### TASK DETAILS
For the listing below, return the line containing "Ok(Ok(Err(e))) if e.is_retryable()", the line containing "abort.abort();", and all lines in between, exactly as written and nothing else.

### DATA LISTING

= = = =

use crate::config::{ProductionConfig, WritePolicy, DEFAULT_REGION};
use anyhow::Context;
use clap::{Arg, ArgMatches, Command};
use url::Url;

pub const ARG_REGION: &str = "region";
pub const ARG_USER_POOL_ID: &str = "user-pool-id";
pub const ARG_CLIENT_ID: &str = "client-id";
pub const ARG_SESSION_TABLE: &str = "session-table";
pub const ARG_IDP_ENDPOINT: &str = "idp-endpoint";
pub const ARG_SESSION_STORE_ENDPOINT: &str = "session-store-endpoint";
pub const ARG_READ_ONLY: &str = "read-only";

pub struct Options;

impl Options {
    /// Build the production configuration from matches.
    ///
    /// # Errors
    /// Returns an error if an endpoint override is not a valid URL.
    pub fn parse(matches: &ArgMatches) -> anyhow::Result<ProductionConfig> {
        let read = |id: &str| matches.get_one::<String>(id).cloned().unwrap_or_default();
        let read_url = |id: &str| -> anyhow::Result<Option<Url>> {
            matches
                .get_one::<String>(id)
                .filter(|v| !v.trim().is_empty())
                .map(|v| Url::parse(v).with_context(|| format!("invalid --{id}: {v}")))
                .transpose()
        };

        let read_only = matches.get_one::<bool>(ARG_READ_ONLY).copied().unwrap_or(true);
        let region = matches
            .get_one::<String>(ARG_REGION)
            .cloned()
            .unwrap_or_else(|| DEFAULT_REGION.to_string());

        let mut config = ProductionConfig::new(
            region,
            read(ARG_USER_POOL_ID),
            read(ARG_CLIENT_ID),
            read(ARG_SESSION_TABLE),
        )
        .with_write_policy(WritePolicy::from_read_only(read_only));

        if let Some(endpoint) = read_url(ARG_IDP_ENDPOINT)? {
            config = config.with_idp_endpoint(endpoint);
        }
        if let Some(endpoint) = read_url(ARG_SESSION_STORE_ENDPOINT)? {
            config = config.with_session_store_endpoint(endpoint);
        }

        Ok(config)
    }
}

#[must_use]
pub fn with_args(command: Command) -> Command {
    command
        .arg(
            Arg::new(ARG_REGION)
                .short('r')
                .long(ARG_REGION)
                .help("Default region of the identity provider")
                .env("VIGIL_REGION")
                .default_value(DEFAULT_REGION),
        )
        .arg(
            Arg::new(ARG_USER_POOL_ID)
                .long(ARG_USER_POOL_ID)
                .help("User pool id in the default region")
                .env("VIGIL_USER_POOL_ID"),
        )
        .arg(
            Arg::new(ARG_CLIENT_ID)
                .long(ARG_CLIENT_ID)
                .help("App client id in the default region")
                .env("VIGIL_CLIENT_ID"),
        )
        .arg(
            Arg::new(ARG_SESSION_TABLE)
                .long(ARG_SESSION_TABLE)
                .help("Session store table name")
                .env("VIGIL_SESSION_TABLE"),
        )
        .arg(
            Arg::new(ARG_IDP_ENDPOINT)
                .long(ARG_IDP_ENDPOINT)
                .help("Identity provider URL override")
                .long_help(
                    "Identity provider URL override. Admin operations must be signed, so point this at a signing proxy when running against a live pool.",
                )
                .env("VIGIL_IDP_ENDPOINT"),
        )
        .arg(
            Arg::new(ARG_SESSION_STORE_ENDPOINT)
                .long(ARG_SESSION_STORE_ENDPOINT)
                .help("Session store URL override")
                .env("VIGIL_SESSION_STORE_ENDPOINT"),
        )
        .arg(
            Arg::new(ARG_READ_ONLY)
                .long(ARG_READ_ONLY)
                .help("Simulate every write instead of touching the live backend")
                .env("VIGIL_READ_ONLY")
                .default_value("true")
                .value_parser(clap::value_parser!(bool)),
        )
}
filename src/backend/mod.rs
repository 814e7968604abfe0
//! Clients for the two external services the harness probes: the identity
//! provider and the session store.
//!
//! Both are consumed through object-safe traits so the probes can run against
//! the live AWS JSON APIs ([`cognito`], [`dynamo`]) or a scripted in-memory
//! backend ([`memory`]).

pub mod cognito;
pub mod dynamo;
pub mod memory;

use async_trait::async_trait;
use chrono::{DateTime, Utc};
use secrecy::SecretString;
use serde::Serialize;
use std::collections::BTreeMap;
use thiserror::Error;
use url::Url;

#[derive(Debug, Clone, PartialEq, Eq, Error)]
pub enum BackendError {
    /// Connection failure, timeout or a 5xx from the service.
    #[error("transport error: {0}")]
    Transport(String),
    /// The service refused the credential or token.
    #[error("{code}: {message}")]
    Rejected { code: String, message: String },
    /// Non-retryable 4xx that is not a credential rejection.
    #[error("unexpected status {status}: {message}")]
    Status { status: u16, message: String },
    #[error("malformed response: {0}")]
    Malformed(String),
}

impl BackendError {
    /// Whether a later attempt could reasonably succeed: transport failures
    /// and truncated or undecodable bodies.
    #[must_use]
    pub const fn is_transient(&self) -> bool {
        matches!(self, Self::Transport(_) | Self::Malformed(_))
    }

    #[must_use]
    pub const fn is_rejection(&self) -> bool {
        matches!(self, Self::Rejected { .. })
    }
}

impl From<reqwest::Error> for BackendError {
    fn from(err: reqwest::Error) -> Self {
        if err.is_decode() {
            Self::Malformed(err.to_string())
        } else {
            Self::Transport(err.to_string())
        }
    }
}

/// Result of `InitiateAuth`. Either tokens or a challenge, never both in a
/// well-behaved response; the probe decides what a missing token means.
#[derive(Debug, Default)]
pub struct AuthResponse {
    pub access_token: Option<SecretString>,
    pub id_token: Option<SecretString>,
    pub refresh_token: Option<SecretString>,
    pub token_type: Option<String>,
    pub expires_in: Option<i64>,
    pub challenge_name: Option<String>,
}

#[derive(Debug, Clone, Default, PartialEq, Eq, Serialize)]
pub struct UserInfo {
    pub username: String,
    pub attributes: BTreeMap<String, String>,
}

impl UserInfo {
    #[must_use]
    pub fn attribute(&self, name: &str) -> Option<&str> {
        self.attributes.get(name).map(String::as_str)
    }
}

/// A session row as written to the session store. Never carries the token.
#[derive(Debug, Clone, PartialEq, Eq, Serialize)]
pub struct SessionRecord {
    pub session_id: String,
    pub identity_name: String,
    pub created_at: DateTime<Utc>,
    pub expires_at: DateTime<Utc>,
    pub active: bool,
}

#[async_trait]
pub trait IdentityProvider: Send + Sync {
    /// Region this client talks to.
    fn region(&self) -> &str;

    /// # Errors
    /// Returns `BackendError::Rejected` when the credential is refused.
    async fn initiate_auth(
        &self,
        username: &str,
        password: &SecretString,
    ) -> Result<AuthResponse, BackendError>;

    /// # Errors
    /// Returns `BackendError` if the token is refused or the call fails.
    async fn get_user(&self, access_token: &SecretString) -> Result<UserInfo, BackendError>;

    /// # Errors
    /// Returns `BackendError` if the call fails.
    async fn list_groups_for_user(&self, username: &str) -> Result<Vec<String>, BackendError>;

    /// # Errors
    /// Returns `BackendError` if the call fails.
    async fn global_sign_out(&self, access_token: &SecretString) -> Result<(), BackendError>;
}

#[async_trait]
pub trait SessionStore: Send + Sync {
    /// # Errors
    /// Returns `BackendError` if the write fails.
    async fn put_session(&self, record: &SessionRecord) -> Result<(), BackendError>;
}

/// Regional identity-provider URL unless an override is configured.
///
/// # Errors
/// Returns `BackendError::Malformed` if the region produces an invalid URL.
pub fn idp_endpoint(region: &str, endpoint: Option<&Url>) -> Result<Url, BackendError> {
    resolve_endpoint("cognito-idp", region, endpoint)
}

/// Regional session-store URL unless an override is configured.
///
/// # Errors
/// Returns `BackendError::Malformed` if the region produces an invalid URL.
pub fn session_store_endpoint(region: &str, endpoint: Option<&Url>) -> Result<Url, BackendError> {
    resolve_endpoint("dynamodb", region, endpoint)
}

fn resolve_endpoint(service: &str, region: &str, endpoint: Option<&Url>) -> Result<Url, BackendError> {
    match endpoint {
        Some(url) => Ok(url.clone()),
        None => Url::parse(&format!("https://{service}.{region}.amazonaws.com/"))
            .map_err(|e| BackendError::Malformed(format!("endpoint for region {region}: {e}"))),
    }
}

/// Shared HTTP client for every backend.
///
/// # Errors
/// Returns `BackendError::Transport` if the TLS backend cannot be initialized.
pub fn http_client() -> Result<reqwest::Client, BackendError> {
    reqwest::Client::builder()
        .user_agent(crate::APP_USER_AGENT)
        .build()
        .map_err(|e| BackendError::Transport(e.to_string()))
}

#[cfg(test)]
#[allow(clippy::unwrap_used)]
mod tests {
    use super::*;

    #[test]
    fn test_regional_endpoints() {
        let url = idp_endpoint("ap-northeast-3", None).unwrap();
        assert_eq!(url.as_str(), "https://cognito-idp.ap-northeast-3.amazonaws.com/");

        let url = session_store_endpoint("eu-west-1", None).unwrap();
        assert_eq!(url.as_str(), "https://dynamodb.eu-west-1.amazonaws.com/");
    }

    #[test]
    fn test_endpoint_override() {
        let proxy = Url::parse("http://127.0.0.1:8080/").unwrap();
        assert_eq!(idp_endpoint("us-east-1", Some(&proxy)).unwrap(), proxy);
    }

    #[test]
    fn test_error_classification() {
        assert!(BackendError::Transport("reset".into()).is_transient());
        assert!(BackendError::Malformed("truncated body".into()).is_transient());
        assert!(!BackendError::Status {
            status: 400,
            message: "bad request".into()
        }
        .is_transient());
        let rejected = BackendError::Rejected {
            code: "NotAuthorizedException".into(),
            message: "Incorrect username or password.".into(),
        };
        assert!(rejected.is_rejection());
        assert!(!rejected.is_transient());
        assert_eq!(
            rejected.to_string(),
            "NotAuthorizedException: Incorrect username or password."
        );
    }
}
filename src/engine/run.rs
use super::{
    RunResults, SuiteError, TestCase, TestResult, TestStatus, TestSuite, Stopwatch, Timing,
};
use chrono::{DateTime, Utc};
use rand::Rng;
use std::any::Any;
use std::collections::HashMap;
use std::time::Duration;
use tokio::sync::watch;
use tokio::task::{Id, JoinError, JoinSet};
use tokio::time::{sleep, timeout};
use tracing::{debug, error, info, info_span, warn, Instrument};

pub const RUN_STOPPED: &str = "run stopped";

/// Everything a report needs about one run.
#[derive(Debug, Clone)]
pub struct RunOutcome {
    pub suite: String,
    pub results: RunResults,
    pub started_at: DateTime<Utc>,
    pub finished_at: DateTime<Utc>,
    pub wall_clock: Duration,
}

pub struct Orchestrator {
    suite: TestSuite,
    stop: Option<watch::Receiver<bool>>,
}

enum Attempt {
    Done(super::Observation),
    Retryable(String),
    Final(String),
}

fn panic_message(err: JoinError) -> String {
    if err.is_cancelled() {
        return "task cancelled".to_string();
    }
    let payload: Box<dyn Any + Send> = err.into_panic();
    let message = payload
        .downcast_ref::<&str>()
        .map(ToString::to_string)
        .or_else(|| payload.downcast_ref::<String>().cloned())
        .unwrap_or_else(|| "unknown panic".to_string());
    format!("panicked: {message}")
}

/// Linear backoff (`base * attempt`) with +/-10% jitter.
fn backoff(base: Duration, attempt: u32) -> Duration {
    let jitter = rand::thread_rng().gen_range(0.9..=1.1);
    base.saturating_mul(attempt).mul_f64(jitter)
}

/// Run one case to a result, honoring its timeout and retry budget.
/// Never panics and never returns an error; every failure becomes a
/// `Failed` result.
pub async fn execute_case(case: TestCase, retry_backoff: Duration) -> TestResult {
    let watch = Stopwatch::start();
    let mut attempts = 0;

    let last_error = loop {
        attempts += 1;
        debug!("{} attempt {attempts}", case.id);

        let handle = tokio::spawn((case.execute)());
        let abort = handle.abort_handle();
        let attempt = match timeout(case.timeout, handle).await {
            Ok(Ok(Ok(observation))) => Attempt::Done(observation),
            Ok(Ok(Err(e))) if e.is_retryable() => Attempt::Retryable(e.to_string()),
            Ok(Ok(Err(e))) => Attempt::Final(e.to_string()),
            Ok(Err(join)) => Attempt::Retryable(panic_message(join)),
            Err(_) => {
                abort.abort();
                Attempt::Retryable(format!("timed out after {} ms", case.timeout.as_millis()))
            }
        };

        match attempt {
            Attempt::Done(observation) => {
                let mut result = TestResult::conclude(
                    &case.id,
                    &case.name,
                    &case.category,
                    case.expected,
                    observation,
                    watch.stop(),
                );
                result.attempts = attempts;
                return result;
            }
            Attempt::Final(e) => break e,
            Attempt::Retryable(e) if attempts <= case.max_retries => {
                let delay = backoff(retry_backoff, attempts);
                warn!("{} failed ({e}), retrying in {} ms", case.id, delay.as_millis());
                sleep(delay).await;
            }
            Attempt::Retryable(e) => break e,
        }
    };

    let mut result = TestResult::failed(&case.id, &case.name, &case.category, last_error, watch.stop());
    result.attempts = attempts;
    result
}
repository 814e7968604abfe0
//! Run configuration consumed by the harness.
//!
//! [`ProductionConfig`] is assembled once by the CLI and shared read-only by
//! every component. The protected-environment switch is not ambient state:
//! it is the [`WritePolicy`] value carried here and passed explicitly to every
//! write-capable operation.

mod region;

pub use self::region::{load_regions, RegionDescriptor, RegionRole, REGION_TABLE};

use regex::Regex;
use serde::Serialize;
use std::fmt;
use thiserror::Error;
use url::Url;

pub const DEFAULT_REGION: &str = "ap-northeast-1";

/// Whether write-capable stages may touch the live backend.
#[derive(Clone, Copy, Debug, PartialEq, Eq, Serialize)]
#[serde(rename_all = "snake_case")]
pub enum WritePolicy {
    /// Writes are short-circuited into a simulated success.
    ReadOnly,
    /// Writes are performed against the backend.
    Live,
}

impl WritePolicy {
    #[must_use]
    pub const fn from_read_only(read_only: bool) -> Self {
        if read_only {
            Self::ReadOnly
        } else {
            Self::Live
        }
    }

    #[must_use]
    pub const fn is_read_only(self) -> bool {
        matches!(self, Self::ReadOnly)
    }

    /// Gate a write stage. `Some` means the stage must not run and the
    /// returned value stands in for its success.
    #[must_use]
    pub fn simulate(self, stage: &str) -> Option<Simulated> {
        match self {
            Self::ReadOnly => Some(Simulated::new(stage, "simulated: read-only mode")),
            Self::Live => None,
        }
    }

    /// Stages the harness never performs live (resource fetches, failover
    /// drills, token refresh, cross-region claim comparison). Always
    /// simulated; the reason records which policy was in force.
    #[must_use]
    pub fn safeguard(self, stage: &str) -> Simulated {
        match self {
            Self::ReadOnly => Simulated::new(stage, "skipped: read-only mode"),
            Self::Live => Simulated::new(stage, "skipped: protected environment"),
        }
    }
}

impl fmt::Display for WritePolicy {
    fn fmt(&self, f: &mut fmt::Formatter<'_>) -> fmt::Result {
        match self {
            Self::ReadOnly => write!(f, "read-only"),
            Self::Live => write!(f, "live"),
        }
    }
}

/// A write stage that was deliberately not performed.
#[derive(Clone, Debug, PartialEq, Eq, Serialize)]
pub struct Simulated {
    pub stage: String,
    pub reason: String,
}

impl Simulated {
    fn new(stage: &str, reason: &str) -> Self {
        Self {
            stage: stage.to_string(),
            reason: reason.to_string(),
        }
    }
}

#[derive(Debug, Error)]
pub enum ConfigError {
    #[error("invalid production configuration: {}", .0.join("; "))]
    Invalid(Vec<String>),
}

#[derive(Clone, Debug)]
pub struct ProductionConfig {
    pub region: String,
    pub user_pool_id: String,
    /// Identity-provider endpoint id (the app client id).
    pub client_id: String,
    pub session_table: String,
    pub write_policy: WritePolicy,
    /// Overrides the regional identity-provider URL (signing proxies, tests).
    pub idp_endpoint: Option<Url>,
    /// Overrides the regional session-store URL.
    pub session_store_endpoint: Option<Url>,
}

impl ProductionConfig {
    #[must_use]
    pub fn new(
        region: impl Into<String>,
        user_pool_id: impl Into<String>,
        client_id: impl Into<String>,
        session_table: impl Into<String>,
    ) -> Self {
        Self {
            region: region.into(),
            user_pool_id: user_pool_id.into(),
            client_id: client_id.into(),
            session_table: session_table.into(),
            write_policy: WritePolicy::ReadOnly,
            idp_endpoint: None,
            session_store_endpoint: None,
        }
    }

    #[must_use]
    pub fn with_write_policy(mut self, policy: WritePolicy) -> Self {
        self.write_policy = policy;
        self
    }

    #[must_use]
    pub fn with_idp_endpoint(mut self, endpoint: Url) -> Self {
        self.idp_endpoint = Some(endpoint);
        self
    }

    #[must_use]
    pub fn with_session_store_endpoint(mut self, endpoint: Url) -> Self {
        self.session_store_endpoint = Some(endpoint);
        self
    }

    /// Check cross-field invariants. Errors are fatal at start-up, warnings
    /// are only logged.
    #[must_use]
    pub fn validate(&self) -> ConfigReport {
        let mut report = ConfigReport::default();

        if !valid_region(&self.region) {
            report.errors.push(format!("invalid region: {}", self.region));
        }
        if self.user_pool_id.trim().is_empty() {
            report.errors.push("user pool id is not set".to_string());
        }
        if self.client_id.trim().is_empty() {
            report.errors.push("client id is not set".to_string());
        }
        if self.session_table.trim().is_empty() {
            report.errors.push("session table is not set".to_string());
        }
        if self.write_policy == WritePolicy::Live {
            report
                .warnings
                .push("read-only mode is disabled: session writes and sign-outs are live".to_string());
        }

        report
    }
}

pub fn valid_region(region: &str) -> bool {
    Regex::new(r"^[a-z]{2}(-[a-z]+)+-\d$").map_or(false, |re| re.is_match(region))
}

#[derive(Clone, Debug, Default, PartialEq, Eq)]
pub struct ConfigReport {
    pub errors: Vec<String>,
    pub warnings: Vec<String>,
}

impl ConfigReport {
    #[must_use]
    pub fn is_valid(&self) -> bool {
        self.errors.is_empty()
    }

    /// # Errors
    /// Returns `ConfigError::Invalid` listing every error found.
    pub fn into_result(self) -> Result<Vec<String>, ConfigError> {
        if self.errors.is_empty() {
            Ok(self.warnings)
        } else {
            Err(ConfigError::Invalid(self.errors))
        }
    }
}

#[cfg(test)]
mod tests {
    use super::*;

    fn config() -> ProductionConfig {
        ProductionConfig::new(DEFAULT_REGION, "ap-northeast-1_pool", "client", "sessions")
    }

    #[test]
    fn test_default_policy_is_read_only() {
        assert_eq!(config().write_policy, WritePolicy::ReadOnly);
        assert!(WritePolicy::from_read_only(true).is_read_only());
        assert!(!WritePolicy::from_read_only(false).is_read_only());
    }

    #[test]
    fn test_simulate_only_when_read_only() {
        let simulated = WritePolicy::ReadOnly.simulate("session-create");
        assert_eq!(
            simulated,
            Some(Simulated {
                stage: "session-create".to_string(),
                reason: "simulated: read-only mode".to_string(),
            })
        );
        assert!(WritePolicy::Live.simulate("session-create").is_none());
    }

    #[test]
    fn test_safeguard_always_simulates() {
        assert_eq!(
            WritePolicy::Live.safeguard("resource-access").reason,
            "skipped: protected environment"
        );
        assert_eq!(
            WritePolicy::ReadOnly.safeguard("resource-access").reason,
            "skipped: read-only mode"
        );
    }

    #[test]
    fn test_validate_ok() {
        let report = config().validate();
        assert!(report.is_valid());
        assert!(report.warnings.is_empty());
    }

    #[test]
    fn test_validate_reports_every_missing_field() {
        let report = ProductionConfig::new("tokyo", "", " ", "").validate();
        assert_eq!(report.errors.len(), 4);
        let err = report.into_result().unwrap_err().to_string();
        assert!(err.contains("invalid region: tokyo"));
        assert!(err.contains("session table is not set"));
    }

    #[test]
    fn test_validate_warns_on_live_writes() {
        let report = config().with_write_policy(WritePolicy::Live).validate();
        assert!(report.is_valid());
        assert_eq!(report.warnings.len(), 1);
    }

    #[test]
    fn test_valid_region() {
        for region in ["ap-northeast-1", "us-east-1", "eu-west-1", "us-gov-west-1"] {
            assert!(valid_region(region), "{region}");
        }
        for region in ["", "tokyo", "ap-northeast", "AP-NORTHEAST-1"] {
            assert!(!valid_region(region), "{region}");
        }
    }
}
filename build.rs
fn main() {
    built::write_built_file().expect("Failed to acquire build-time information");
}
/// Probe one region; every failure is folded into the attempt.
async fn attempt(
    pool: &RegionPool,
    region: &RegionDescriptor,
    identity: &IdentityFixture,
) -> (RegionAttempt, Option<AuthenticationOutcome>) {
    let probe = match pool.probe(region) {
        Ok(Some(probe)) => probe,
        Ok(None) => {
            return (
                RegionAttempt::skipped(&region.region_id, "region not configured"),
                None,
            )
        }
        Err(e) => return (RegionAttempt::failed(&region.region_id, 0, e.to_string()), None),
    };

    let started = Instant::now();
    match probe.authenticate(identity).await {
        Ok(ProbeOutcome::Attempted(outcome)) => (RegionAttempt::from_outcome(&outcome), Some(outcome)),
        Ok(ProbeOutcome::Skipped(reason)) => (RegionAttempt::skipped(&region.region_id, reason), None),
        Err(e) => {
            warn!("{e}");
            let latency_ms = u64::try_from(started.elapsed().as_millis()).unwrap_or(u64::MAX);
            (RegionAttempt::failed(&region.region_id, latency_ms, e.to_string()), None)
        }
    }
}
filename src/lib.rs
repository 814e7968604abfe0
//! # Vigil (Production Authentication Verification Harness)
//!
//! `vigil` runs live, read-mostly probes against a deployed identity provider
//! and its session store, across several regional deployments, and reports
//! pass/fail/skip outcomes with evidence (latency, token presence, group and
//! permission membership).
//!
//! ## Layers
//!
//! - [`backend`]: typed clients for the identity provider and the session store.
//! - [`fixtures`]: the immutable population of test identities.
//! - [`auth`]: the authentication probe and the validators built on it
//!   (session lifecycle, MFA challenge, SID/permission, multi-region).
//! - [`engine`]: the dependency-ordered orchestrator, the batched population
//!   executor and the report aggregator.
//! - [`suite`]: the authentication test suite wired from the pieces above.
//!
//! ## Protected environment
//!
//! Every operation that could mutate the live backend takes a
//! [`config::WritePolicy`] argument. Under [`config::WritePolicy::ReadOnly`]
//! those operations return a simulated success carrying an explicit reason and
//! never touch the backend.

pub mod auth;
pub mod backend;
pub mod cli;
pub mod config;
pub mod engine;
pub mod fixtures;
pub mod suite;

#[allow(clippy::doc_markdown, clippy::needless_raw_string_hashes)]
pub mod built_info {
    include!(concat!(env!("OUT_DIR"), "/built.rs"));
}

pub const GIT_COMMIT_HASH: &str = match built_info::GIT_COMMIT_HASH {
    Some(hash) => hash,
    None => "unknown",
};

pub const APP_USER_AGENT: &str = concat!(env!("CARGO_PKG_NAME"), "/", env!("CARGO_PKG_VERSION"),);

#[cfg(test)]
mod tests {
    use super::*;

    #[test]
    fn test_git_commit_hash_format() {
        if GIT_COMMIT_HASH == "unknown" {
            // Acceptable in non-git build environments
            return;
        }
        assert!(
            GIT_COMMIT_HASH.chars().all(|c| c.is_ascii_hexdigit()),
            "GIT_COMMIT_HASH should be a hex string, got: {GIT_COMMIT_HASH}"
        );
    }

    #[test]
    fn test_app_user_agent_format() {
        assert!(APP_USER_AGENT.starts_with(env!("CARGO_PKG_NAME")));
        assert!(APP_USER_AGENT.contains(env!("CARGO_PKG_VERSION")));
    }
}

= = = =

### TASK RESPONSE
            Ok(Ok(Err(e))) if e.is_retryable() => Attempt::Retryable(e.to_string()),
            Ok(Ok(Err(e))) => Attempt::Final(e.to_string()),
            Ok(Err(join)) => Attempt::Retryable(panic_message(join)),
            Err(_) => {
                abort.abort();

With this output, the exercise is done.